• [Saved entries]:

<<<<

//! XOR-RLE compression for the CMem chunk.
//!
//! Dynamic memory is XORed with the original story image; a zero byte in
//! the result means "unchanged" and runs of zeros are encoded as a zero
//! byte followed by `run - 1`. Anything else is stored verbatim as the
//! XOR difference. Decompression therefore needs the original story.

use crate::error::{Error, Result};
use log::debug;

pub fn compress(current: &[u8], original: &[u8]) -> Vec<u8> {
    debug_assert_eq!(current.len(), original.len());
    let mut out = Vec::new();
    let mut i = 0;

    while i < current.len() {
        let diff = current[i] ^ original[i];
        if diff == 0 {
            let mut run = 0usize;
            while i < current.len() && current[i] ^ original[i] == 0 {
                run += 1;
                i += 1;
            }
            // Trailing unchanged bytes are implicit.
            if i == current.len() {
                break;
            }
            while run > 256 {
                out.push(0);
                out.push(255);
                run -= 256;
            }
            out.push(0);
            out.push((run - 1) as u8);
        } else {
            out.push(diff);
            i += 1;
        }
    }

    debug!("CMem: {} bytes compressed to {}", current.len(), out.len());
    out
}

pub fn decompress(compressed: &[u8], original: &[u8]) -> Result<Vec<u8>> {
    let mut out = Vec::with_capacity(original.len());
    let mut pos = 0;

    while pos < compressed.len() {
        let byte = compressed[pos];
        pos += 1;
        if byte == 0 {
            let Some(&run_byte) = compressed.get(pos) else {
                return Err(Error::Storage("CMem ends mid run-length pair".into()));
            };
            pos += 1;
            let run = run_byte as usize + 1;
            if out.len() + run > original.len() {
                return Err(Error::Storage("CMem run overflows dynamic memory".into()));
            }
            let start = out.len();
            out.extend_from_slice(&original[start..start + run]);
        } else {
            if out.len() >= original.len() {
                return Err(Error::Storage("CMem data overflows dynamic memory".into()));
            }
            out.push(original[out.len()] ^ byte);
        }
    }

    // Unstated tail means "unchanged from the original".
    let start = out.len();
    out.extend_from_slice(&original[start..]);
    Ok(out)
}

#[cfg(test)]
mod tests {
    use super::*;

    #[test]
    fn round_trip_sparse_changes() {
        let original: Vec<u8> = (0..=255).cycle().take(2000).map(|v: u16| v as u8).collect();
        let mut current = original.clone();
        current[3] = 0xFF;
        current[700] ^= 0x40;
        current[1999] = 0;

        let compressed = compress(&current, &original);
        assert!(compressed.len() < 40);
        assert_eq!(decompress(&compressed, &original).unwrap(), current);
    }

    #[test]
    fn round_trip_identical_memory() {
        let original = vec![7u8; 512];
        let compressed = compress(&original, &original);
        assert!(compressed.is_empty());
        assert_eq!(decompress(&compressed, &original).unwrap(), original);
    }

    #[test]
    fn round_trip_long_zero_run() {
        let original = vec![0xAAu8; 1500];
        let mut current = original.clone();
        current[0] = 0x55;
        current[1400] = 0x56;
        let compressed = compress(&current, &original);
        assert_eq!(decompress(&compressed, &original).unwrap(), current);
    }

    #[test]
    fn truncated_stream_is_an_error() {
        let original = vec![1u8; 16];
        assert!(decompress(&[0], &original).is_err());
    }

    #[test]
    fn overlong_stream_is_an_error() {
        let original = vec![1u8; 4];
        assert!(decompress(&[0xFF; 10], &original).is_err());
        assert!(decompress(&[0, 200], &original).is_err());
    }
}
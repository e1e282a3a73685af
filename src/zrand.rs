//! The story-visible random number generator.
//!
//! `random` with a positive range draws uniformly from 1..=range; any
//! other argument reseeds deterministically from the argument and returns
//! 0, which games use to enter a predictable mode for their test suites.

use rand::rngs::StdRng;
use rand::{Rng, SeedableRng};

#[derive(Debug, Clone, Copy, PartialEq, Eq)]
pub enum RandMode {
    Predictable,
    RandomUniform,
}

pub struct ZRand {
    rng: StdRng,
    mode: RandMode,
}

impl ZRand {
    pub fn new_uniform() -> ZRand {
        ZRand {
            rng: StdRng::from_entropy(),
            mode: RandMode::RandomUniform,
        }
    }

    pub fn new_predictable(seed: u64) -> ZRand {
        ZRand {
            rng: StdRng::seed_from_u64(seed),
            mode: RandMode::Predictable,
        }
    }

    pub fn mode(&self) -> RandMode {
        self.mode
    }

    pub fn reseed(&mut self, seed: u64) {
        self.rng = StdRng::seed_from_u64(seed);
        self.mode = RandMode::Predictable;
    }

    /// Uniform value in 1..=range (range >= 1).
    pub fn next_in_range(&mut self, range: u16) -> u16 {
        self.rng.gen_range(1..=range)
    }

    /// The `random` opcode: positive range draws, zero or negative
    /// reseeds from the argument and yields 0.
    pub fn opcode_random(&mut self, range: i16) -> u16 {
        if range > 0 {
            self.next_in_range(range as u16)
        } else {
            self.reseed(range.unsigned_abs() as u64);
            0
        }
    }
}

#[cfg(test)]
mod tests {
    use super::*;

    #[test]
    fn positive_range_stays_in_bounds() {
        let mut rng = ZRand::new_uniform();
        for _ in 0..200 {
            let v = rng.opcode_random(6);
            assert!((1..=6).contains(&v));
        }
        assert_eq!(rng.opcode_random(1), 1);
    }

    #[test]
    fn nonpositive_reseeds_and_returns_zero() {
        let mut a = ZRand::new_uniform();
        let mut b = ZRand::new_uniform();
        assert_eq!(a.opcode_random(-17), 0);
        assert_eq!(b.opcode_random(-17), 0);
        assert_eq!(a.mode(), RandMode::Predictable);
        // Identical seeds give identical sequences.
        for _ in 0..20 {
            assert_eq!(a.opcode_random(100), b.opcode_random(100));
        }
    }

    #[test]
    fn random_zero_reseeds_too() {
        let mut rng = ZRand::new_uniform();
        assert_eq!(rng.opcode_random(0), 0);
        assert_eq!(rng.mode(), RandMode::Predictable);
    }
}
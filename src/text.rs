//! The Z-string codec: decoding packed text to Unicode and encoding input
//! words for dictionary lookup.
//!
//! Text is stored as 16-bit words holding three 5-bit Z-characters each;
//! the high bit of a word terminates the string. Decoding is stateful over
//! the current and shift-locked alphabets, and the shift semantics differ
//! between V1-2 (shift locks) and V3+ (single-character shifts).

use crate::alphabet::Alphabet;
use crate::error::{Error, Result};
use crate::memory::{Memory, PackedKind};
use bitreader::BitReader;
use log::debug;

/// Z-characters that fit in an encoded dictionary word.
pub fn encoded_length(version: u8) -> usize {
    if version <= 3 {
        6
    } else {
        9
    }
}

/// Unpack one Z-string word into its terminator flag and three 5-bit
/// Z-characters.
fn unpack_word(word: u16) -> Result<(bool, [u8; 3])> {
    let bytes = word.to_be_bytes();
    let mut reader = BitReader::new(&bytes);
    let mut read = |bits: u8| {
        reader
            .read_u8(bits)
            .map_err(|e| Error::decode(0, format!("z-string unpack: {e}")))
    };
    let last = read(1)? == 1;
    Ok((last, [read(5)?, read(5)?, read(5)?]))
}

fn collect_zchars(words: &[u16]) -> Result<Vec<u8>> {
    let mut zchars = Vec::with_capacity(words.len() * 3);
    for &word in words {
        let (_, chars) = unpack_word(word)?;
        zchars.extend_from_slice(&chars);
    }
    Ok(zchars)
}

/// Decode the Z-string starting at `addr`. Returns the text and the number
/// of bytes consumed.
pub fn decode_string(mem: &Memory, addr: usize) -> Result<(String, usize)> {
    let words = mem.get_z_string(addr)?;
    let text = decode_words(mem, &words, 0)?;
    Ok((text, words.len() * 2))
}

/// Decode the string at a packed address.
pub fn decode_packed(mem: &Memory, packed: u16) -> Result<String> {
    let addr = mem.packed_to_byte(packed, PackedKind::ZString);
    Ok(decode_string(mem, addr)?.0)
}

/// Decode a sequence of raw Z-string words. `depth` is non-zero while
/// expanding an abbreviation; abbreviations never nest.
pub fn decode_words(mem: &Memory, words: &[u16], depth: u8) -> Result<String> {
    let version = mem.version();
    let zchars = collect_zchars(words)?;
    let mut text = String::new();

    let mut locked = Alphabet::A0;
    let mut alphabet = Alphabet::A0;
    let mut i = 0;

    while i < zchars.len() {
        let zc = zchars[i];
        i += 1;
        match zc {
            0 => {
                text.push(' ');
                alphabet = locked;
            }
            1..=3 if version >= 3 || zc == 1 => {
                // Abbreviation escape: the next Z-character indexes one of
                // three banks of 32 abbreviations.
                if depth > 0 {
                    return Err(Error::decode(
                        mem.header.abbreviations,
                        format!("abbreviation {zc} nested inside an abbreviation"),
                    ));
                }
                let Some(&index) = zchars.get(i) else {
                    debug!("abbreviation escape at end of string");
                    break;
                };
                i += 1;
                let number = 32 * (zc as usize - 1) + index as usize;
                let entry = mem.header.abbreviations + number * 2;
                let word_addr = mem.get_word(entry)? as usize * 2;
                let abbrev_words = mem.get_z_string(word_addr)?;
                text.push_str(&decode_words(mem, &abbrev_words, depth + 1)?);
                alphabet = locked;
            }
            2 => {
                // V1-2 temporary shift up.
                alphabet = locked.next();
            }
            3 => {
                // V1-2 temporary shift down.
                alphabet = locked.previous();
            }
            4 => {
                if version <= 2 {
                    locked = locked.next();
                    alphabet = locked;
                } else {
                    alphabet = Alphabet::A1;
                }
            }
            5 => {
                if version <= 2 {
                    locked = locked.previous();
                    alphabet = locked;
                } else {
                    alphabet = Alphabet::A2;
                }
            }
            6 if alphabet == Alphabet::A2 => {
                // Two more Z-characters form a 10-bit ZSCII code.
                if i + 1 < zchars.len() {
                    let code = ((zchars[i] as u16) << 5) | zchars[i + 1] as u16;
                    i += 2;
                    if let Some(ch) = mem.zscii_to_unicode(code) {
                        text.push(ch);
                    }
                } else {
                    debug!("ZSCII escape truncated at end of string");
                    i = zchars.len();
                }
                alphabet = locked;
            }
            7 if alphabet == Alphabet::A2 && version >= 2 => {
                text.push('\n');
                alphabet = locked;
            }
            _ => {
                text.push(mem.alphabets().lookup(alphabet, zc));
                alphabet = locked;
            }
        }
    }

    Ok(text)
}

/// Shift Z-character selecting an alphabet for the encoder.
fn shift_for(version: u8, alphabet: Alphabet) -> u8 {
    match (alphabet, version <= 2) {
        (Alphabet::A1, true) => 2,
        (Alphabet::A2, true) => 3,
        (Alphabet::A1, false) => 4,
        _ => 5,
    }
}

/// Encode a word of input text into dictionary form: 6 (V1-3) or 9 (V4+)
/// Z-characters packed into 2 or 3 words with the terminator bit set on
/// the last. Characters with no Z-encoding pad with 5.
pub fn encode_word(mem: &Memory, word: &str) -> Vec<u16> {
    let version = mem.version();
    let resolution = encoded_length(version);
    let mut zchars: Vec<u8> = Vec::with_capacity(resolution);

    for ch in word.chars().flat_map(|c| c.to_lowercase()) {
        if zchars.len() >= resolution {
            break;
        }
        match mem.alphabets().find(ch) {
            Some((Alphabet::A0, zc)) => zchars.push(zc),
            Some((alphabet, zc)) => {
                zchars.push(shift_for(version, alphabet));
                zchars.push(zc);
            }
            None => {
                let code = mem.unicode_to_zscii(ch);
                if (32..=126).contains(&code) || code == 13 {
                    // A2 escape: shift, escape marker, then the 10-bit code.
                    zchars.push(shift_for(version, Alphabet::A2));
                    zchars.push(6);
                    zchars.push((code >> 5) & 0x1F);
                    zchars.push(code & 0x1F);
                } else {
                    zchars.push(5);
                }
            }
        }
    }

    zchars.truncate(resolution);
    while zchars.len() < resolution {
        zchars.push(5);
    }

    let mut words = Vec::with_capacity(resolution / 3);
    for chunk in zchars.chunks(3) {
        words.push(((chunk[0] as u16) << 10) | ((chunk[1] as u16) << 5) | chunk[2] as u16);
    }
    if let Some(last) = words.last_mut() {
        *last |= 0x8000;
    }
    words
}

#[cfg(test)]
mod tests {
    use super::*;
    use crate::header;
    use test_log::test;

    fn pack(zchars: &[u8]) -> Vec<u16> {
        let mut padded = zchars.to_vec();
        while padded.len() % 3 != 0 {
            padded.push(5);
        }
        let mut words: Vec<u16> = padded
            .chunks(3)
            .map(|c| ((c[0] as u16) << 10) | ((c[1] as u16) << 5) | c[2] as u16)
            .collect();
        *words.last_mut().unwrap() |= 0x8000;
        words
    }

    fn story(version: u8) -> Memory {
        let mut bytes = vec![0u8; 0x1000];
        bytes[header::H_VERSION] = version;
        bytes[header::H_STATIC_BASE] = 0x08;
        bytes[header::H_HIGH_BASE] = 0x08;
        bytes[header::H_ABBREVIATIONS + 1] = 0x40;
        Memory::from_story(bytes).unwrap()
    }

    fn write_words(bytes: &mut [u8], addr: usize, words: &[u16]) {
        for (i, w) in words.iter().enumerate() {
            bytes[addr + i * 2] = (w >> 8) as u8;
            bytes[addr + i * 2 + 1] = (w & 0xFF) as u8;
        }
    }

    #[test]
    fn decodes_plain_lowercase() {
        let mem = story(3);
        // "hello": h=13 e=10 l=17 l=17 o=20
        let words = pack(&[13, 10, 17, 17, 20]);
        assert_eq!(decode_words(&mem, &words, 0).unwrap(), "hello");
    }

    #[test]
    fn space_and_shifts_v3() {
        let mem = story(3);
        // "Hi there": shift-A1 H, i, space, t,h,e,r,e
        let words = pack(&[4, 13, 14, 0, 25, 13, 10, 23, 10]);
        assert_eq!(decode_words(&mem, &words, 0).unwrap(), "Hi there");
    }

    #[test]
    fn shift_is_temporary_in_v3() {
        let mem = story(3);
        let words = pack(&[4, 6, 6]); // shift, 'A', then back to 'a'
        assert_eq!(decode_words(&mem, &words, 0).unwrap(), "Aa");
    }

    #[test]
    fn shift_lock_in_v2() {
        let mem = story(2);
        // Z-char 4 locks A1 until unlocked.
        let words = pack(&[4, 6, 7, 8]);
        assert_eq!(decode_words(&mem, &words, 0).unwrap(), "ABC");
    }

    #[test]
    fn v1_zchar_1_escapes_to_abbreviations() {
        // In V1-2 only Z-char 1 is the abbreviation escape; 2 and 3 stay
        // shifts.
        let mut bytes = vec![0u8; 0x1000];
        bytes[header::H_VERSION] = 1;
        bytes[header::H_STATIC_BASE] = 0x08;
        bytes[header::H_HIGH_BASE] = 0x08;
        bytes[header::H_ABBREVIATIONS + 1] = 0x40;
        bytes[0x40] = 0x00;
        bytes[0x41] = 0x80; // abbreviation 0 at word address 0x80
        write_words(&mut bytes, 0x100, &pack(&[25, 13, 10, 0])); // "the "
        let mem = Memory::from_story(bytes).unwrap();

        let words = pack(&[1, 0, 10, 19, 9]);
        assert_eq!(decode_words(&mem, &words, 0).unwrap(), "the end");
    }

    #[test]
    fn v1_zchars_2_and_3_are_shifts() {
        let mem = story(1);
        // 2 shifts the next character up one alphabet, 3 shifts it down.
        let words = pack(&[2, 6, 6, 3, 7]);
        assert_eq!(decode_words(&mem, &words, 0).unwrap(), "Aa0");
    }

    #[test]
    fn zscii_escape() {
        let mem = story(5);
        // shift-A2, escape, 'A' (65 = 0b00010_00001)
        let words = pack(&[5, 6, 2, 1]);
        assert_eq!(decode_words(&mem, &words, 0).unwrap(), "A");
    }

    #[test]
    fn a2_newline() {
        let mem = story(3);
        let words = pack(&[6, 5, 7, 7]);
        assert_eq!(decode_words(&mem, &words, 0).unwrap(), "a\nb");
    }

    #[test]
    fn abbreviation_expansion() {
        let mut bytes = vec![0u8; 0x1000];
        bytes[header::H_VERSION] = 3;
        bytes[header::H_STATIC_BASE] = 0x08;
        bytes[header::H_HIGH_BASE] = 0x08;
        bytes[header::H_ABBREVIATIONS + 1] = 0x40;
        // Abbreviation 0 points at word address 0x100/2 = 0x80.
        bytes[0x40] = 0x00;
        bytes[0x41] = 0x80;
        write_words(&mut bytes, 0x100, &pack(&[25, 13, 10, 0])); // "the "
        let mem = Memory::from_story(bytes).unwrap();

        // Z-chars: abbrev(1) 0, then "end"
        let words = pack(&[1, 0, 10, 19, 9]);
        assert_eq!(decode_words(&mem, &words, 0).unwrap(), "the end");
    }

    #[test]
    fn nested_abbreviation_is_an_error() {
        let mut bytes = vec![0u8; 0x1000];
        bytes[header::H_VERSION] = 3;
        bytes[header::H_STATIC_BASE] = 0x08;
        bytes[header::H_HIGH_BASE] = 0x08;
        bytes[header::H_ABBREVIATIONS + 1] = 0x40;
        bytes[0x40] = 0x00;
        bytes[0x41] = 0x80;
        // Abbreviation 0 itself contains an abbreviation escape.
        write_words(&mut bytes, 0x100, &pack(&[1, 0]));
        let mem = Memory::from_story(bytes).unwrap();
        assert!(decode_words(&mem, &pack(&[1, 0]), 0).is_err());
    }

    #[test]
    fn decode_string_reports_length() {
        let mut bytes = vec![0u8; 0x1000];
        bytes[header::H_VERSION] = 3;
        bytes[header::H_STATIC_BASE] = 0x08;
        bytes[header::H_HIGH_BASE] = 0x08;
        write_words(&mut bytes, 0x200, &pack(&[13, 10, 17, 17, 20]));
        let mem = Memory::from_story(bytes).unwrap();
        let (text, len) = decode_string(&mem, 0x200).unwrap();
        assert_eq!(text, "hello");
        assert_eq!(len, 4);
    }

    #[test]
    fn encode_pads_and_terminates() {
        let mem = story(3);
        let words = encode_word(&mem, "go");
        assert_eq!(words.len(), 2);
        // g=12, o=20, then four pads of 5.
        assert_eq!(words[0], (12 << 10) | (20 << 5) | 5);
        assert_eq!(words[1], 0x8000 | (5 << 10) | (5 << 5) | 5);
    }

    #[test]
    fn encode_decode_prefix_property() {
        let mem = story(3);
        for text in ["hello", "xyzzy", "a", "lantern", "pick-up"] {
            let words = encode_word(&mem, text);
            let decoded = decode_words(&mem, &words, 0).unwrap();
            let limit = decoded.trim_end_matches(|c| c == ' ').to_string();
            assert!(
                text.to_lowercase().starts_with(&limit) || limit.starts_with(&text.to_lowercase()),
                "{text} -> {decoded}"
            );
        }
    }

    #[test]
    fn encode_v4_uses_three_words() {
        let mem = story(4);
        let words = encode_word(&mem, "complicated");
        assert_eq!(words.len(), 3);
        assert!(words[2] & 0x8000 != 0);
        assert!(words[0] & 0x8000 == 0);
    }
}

>>>>

• [EXERCISE DETAILS]:
Report each line in the data above that holds the word "dictionary" by copying it.

• [SOLUTION TO THIS PROBLEM]:
//! words for dictionary lookup.
/// Z-characters that fit in an encoded dictionary word.
/// Encode a word of input text into dictionary form: 6 (V1-3) or 9 (V4+)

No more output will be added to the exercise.